A new study published on June 20, 2023 in PLOS Biology by an international team of scientists, including researchers from the University of Bath, finds that our earliest development in the womb may be quite different from what we have always assumed.
Although human adults are made up of trillions of cells, we all start out as a single cell, the fertilized egg. This divides to become 2 cells which in turn divide to become 4 which become 8 and so on. At some point, cells begin to specialize in their function. Like trains sent to different end stations, some will be diverted to become the placenta while others will become the embryo.

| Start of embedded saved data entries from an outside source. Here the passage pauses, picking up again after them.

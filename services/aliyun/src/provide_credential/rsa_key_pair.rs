// Licensed to the Apache Software Foundation (ASF) under one
// or more contributor license agreements.  See the NOTICE file
// distributed with this work for additional information
// regarding copyright ownership.  The ASF licenses this file
// to you under the Apache License, Version 2.0 (the
// "License"); you may not use this file except in compliance
// with the License.  You may obtain a copy of the License at
//
//   http://www.apache.org/licenses/LICENSE-2.0
//
// Unless required by applicable law or agreed to in writing,
// software distributed under the License is distributed on an
// "AS IS" BASIS, WITHOUT WARRANTIES OR CONDITIONS OF ANY
// KIND, either express or implied.  See the License for the
// specific language governing permissions and limitations
// under the License.

use crate::constants::*;
use crate::provide_credential::utils::{parse_expiration, send_json};
use crate::rpc::RpcRequest;
use crate::{Config, Credential};
use alicred_core::utils::non_empty;
use alicred_core::{Context, CredentialCache, Error, ProvideCredential, Result};
use async_trait::async_trait;
use log::debug;
use serde::Deserialize;
use std::sync::Arc;
use std::time::Duration;

/// RsaKeyPairCredentialProvider exchanges an RSA key pair for a session access key.
///
/// `access_key_id` in config is the public key id and `access_key_secret`
/// the private key content. The STS `GenerateSessionAccessKey` call is only
/// served from `sts.ap-northeast-1.aliyuncs.com`.
///
/// Session access keys carry no security token. They are cached until they expire.
#[derive(Debug)]
pub struct RsaKeyPairCredentialProvider {
    config: Arc<Config>,
    endpoint: String,
    cache: CredentialCache<Credential>,
}

impl RsaKeyPairCredentialProvider {
    /// Create a new `RsaKeyPairCredentialProvider` from config.
    pub fn new(config: Arc<Config>) -> Self {
        Self {
            config,
            endpoint: STS_KEY_PAIR_ENDPOINT.to_string(),
            cache: CredentialCache::new(),
        }
    }

    /// Set the STS endpoint.
    pub fn with_endpoint(mut self, endpoint: impl Into<String>) -> Self {
        self.endpoint = endpoint.into();
        self
    }

    /// Config used by this provider.
    pub fn config(&self) -> &Config {
        &self.config
    }

    /// Timeout applied to each STS request.
    pub fn timeout(&self) -> Duration {
        self.config.effective_timeout()
    }

    async fn fetch_credential(&self, ctx: &Context) -> Result<Credential> {
        let config = &self.config;
        let (Some(public_key_id), Some(private_key)) = (
            non_empty(config.access_key_id.as_deref()),
            non_empty(config.access_key_secret.as_deref()),
        ) else {
            return Err(Error::config_invalid(
                "public key id and private key are required to generate session access key",
            ));
        };

        let req = RpcRequest::new("GenerateSessionAccessKey")
            .with_param("DurationSeconds", config.duration_seconds.to_string())
            .with_param("RegionId", config.region_id());

        debug!("generating session access key for {public_key_id} via {}", self.endpoint);
        let req = req.into_http_request(&self.endpoint, public_key_id, private_key)?;

        let resp: GenerateSessionAccessKeyResponse =
            send_json(ctx, req, self.timeout(), "STS GenerateSessionAccessKey").await?;
        let key = resp.session_access_key.ok_or_else(|| {
            Error::credential_invalid(
                "STS GenerateSessionAccessKey response is missing SessionAccessKey",
            )
        })?;

        Ok(Credential {
            access_key_id: key.session_access_key_id,
            access_key_secret: key.session_access_key_secret,
            security_token: None,
            expiration: Some(parse_expiration(
                key.expiration.as_deref(),
                "STS GenerateSessionAccessKey",
            )?),
        })
    }
}

#[async_trait]
impl ProvideCredential for RsaKeyPairCredentialProvider {
    type Credential = Credential;

    async fn provide_credential(&self, ctx: &Context) -> Result<Option<Self::Credential>> {
        let cred = self.cache.resolve(|| self.fetch_credential(ctx)).await?;
        Ok(Some(cred))
    }
}

#[derive(Default, Debug, Deserialize)]
#[serde(default)]
struct GenerateSessionAccessKeyResponse {
    #[serde(rename = "SessionAccessKey")]
    session_access_key: Option<SessionAccessKey>,
}

#[derive(Default, Debug, Deserialize)]
#[serde(default, rename_all = "PascalCase")]
struct SessionAccessKey {
    session_access_key_id: String,
    session_access_key_secret: String,
    expiration: Option<String>,
}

Self-destructive embryonic cell
The team of scientists analyzed previously published data on the gene activity of each individual cell of 5-day-old embryos and found that around a quarter of the cells did not fit the profile of any of the known cell types (preembryo, preplacenta, etc.). ).
Investigating further, they discovered that these cells contained so-called “young transposable elements” or “jumping genes.” These are rogue DNA elements that can copy themselves and reinsert themselves into our DNA, often causing damage in the process.
Embryo staining carried out by project collaborators in Spain confirmed the existence of cells with proteins derived from jumping genes.
Looking a bit further in time, the team discovered that their descendants had DNA damage and underwent a process of programmed cell death.
Quality control mechanism
This process, the researchers suggest, looks like a form of quality control: selection among cells in favor of the good ones.
Dr. Zsuzsanna Izsva?k, co-lead author from the Max Delbrück Center and an expert in mobile DNA, said: “Humans, like all organisms, fight an endless game of cat and mouse with these harmful jumping genes.
“While we try to suppress these jumping genes by any means possible, very early in development they are active in some cells, probably because we can’t activate our genetic defenses fast enough.”
Co-lead author Professor Laurence Hurst, from the Milner Center for Evolution at the University of Bath, said: “If a cell is damaged by jumping genes, or any other type of error, such as having too few or too many chromosomes, – then it is better for the embryo to remove these cells and not allow them to become part of the developing baby.
“We are used to the idea that natural selection favors one organism over another. What we are seeing inside embryos also looks like survival of the fittest, but this time among nearly identical cells. It seems we have discovered a new part of our arsenal — against these damaging genetic components.”
Using old genetic enemies to fight new ones
In contrast, the single-cell data showed that the key cells that will become the embryo (the inner cell mass, or ICM) do not contain jumping genes, but instead express a virus-like gene called endogenous human H virus. This it helps suppress young jumping genes in the inner cell mass, fitting with an emerging pattern that we use our old genetic enemies to fight new ones.
The authors suggest that if the quality control process is too sensitive, the embryo as a whole may die. This could explain why some mutations in our system for detecting damage in early embryos are also associated with infertility.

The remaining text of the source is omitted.